### WHAT THE TASK REQUIRES:
All lines from the opening of the data to the line containing "use crate::options::OrnamentOptions;" must be returned unchanged, and only those lines.

Start of Block

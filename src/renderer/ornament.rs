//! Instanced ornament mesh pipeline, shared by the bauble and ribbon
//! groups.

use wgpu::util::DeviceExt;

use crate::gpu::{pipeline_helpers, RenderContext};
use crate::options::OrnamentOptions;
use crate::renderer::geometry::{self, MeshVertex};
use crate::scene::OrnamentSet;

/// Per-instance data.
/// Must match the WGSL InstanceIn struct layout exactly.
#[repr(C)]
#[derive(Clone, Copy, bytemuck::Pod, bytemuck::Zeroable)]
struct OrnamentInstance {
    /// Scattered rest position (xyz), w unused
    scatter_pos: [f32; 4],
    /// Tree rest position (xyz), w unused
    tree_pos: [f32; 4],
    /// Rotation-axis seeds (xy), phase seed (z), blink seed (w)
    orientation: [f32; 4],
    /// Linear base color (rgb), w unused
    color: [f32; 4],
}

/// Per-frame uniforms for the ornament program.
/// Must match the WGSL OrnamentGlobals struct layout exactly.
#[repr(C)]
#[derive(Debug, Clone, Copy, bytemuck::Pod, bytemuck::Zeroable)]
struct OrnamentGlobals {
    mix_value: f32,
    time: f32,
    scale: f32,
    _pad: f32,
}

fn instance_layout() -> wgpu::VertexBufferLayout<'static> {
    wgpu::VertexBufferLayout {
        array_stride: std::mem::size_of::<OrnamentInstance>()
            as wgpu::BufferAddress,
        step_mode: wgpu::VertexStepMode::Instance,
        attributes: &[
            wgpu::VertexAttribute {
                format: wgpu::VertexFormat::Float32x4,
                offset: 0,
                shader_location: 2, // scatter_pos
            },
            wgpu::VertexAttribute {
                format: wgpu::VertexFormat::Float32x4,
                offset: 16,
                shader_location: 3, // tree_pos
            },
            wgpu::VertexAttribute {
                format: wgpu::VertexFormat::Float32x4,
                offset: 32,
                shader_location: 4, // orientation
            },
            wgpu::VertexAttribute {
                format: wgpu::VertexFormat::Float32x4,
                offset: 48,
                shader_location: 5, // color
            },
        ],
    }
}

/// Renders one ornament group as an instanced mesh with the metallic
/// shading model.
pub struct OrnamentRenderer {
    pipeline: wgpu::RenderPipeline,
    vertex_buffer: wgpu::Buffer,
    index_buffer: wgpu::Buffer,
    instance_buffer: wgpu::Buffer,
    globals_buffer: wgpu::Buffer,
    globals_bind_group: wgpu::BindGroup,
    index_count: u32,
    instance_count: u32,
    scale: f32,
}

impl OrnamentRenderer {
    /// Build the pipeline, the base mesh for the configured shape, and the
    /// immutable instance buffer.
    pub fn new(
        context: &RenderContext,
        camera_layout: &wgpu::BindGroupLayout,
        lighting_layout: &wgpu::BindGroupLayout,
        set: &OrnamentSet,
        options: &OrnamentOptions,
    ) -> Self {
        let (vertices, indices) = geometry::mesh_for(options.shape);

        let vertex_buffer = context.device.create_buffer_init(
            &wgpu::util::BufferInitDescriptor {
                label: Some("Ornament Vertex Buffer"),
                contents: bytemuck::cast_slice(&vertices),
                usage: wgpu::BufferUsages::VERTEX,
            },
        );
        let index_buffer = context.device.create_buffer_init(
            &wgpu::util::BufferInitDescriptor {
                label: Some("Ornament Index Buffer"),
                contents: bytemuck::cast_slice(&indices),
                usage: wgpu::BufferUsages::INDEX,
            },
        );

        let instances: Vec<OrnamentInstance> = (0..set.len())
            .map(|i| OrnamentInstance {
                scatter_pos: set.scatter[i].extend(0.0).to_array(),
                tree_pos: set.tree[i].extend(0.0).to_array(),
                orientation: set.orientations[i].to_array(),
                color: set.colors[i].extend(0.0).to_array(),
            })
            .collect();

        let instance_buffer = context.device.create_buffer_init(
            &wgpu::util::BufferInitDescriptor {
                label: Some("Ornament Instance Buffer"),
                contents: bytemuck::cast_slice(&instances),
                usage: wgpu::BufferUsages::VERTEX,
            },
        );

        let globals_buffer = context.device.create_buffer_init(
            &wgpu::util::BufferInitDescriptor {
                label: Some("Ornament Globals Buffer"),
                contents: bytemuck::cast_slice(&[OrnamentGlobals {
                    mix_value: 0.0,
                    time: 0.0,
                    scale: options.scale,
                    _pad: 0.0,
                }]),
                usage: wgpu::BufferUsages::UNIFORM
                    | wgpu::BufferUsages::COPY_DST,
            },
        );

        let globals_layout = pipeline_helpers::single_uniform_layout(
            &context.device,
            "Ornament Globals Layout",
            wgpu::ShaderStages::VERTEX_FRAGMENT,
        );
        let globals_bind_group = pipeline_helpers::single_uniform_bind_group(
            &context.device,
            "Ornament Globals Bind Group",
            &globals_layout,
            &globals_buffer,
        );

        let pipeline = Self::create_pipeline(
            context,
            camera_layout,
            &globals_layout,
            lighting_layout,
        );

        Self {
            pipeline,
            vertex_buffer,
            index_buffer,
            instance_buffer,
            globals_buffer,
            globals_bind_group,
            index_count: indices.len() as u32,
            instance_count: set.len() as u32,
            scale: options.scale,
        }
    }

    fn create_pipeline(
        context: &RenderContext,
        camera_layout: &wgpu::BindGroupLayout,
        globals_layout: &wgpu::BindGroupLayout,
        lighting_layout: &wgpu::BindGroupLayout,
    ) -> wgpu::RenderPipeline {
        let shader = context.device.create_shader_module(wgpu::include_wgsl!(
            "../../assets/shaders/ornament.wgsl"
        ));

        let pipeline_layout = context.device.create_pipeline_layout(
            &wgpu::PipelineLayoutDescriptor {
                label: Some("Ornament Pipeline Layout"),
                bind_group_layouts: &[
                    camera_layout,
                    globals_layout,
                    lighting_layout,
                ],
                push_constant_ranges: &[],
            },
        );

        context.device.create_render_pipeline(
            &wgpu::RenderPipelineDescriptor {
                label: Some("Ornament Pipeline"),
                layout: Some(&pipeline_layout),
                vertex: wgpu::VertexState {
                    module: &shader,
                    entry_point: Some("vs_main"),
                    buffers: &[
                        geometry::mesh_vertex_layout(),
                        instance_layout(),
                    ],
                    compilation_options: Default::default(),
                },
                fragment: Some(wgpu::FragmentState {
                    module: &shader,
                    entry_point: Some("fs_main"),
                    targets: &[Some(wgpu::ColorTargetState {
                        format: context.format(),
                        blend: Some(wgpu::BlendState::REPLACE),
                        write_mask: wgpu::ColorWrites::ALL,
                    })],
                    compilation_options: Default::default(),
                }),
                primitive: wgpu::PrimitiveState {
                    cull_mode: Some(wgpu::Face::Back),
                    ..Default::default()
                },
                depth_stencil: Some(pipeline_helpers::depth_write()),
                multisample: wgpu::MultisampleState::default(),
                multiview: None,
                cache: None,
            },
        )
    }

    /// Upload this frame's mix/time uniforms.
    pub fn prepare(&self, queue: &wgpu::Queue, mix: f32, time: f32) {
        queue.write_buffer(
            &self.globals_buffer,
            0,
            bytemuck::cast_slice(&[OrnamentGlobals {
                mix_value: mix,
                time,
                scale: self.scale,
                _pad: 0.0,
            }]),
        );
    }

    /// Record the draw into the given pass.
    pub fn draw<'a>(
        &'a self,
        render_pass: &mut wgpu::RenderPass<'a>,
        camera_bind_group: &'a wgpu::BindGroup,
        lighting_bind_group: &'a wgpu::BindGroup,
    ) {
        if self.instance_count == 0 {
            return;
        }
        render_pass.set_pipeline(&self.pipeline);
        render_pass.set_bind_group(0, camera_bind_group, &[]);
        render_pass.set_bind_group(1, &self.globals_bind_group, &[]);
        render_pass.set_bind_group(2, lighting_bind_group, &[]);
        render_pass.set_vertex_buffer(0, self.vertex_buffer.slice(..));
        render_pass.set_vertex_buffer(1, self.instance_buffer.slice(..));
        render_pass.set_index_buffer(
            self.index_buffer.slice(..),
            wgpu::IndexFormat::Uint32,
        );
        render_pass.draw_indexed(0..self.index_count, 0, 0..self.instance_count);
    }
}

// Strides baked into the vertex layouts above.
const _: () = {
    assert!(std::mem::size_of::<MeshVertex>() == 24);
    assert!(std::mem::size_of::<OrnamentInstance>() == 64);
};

End of Block

### RESPONSE BOX:
filename src/renderer/ornament.rs
//! Instanced ornament mesh pipeline, shared by the bauble and ribbon
//! groups.

use wgpu::util::DeviceExt;

use crate::gpu::{pipeline_helpers, RenderContext};
use crate::options::OrnamentOptions;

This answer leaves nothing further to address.